> _Task brief_
Each record must be repeated exactly. None may be dropped.
»»
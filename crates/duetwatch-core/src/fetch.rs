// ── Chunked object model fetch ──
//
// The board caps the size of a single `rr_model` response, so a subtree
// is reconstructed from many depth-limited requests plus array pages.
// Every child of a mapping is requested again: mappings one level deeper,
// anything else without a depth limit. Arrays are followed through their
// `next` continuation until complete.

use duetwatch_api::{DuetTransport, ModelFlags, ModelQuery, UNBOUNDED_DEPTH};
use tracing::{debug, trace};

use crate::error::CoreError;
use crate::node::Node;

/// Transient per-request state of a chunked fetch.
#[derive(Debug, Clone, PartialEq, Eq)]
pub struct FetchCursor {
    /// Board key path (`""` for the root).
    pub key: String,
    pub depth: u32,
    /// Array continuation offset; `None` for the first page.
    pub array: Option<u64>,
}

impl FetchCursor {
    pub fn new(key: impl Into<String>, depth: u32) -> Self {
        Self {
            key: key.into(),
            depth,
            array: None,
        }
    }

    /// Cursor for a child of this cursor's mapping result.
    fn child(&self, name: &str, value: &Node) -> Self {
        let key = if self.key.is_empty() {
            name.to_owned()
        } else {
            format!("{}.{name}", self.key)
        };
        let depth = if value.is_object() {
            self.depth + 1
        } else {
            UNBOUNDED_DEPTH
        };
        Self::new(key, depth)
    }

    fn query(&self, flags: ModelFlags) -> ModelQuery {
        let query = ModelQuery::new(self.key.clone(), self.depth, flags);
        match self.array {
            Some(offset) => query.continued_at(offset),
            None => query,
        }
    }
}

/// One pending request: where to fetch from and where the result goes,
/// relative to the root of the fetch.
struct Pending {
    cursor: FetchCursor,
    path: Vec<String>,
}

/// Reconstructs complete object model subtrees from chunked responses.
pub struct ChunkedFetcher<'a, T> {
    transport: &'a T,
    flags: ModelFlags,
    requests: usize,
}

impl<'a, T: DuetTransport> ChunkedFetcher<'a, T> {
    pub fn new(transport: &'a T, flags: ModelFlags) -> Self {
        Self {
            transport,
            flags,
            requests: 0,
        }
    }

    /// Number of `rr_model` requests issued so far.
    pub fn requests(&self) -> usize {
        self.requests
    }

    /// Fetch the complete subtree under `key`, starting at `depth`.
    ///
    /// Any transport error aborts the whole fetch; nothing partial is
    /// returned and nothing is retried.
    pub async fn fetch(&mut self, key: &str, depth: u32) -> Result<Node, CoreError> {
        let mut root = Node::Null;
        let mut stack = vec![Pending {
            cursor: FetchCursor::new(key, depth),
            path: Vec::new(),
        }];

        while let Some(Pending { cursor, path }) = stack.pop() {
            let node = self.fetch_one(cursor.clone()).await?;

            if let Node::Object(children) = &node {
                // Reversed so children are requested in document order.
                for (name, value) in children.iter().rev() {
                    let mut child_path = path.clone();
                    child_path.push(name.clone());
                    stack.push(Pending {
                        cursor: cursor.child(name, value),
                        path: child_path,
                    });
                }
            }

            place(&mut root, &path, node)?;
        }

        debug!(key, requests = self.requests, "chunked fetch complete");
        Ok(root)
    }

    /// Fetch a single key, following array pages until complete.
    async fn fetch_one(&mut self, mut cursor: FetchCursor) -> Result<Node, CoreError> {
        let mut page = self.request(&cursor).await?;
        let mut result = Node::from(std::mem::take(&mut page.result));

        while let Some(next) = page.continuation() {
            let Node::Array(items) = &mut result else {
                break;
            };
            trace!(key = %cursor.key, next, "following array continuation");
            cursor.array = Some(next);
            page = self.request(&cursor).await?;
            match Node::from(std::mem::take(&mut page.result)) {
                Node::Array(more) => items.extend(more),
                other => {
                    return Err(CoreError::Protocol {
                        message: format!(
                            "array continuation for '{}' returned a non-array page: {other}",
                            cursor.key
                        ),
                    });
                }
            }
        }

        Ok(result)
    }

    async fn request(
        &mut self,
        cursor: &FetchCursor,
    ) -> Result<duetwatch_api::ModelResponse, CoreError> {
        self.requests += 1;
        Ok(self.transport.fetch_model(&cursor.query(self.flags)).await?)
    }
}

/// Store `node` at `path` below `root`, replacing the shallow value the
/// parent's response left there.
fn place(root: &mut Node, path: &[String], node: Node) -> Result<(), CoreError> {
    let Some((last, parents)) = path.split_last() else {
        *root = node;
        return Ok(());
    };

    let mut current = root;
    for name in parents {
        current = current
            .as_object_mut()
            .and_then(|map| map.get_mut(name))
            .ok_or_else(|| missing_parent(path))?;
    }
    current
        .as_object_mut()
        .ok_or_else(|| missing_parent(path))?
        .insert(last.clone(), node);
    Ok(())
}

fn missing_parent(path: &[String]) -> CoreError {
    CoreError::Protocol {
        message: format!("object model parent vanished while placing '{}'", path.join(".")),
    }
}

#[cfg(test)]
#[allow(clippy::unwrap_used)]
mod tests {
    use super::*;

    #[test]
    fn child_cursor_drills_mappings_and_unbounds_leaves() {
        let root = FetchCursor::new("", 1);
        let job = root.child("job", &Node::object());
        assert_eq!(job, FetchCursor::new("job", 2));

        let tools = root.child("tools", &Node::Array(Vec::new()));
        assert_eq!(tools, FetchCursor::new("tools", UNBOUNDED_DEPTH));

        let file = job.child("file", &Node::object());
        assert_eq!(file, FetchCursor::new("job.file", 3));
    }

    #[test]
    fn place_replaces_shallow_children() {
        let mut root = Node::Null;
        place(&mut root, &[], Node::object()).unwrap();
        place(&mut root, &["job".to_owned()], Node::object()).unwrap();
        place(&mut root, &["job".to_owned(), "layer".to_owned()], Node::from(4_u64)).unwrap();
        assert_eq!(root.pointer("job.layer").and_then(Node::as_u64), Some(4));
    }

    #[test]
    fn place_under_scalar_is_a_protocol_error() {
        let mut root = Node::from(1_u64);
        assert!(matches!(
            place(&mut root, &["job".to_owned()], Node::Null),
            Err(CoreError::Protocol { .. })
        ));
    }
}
««
> _Solution to the problem_
filename crates/duetwatch-core/src/fetch.rs
// ── Chunked object model fetch ──
//
// The board caps the size of a single `rr_model` response, so a subtree
// is reconstructed from many depth-limited requests plus array pages.
// Every child of a mapping is requested again: mappings one level deeper,
// anything else without a depth limit. Arrays are followed through their
// `next` continuation until complete.

use duetwatch_api::{DuetTransport, ModelFlags, ModelQuery, UNBOUNDED_DEPTH};
use tracing::{debug, trace};

use crate::error::CoreError;
use crate::node::Node;

/// Transient per-request state of a chunked fetch.
#[derive(Debug, Clone, PartialEq, Eq)]
pub struct FetchCursor {
    /// Board key path (`""` for the root).
    pub key: String,
    pub depth: u32,
    /// Array continuation offset; `None` for the first page.
    pub array: Option<u64>,
}

impl FetchCursor {
    pub fn new(key: impl Into<String>, depth: u32) -> Self {
        Self {
            key: key.into(),
            depth,
            array: None,
        }
    }

    /// Cursor for a child of this cursor's mapping result.
    fn child(&self, name: &str, value: &Node) -> Self {
        let key = if self.key.is_empty() {
            name.to_owned()
        } else {
            format!("{}.{name}", self.key)
        };
        let depth = if value.is_object() {
            self.depth + 1
        } else {
            UNBOUNDED_DEPTH
        };
        Self::new(key, depth)
    }

    fn query(&self, flags: ModelFlags) -> ModelQuery {
        let query = ModelQuery::new(self.key.clone(), self.depth, flags);
        match self.array {
            Some(offset) => query.continued_at(offset),
            None => query,
        }
    }
}

/// One pending request: where to fetch from and where the result goes,
/// relative to the root of the fetch.
struct Pending {
    cursor: FetchCursor,
    path: Vec<String>,
}

/// Reconstructs complete object model subtrees from chunked responses.
pub struct ChunkedFetcher<'a, T> {
    transport: &'a T,
    flags: ModelFlags,
    requests: usize,
}

impl<'a, T: DuetTransport> ChunkedFetcher<'a, T> {
    pub fn new(transport: &'a T, flags: ModelFlags) -> Self {
        Self {
            transport,
            flags,
            requests: 0,
        }
    }

    /// Number of `rr_model` requests issued so far.
    pub fn requests(&self) -> usize {
        self.requests
    }

    /// Fetch the complete subtree under `key`, starting at `depth`.
    ///
    /// Any transport error aborts the whole fetch; nothing partial is
    /// returned and nothing is retried.
    pub async fn fetch(&mut self, key: &str, depth: u32) -> Result<Node, CoreError> {
        let mut root = Node::Null;
        let mut stack = vec![Pending {
            cursor: FetchCursor::new(key, depth),
            path: Vec::new(),
        }];

        while let Some(Pending { cursor, path }) = stack.pop() {
            let node = self.fetch_one(cursor.clone()).await?;

            if let Node::Object(children) = &node {
                // Reversed so children are requested in document order.
                for (name, value) in children.iter().rev() {
                    let mut child_path = path.clone();
                    child_path.push(name.clone());
                    stack.push(Pending {
                        cursor: cursor.child(name, value),
                        path: child_path,
                    });
                }
            }

            place(&mut root, &path, node)?;
        }

        debug!(key, requests = self.requests, "chunked fetch complete");
        Ok(root)
    }

    /// Fetch a single key, following array pages until complete.
    async fn fetch_one(&mut self, mut cursor: FetchCursor) -> Result<Node, CoreError> {
        let mut page = self.request(&cursor).await?;
        let mut result = Node::from(std::mem::take(&mut page.result));

        while let Some(next) = page.continuation() {
            let Node::Array(items) = &mut result else {
                break;
            };
            trace!(key = %cursor.key, next, "following array continuation");
            cursor.array = Some(next);
            page = self.request(&cursor).await?;
            match Node::from(std::mem::take(&mut page.result)) {
                Node::Array(more) => items.extend(more),
                other => {
                    return Err(CoreError::Protocol {
                        message: format!(
                            "array continuation for '{}' returned a non-array page: {other}",
                            cursor.key
                        ),
                    });
                }
            }
        }

        Ok(result)
    }

    async fn request(
        &mut self,
        cursor: &FetchCursor,
    ) -> Result<duetwatch_api::ModelResponse, CoreError> {
        self.requests += 1;
        Ok(self.transport.fetch_model(&cursor.query(self.flags)).await?)
    }
}

/// Store `node` at `path` below `root`, replacing the shallow value the
/// parent's response left there.
fn place(root: &mut Node, path: &[String], node: Node) -> Result<(), CoreError> {
    let Some((last, parents)) = path.split_last() else {
        *root = node;
        return Ok(());
    };

    let mut current = root;
    for name in parents {
        current = current
            .as_object_mut()
            .and_then(|map| map.get_mut(name))
            .ok_or_else(|| missing_parent(path))?;
    }
    current
        .as_object_mut()
        .ok_or_else(|| missing_parent(path))?
        .insert(last.clone(), node);
    Ok(())
}

fn missing_parent(path: &[String]) -> CoreError {
    CoreError::Protocol {
        message: format!("object model parent vanished while placing '{}'", path.join(".")),
    }
}

#[cfg(test)]
#[allow(clippy::unwrap_used)]
mod tests {
    use super::*;

    #[test]
    fn child_cursor_drills_mappings_and_unbounds_leaves() {
        let root = FetchCursor::new("", 1);
        let job = root.child("job", &Node::object());
        assert_eq!(job, FetchCursor::new("job", 2));

        let tools = root.child("tools", &Node::Array(Vec::new()));
        assert_eq!(tools, FetchCursor::new("tools", UNBOUNDED_DEPTH));

        let file = job.child("file", &Node::object());
        assert_eq!(file, FetchCursor::new("job.file", 3));
    }

    #[test]
    fn place_replaces_shallow_children() {
        let mut root = Node::Null;
        place(&mut root, &[], Node::object()).unwrap();
        place(&mut root, &["job".to_owned()], Node::object()).unwrap();
        place(&mut root, &["job".to_owned(), "layer".to_owned()], Node::from(4_u64)).unwrap();
        assert_eq!(root.pointer("job.layer").and_then(Node::as_u64), Some(4));
    }

    #[test]
    fn place_under_scalar_is_a_protocol_error() {
        let mut root = Node::from(1_u64);
        assert!(matches!(
            place(&mut root, &["job".to_owned()], Node::Null),
            Err(CoreError::Protocol { .. })
        ));
    }
}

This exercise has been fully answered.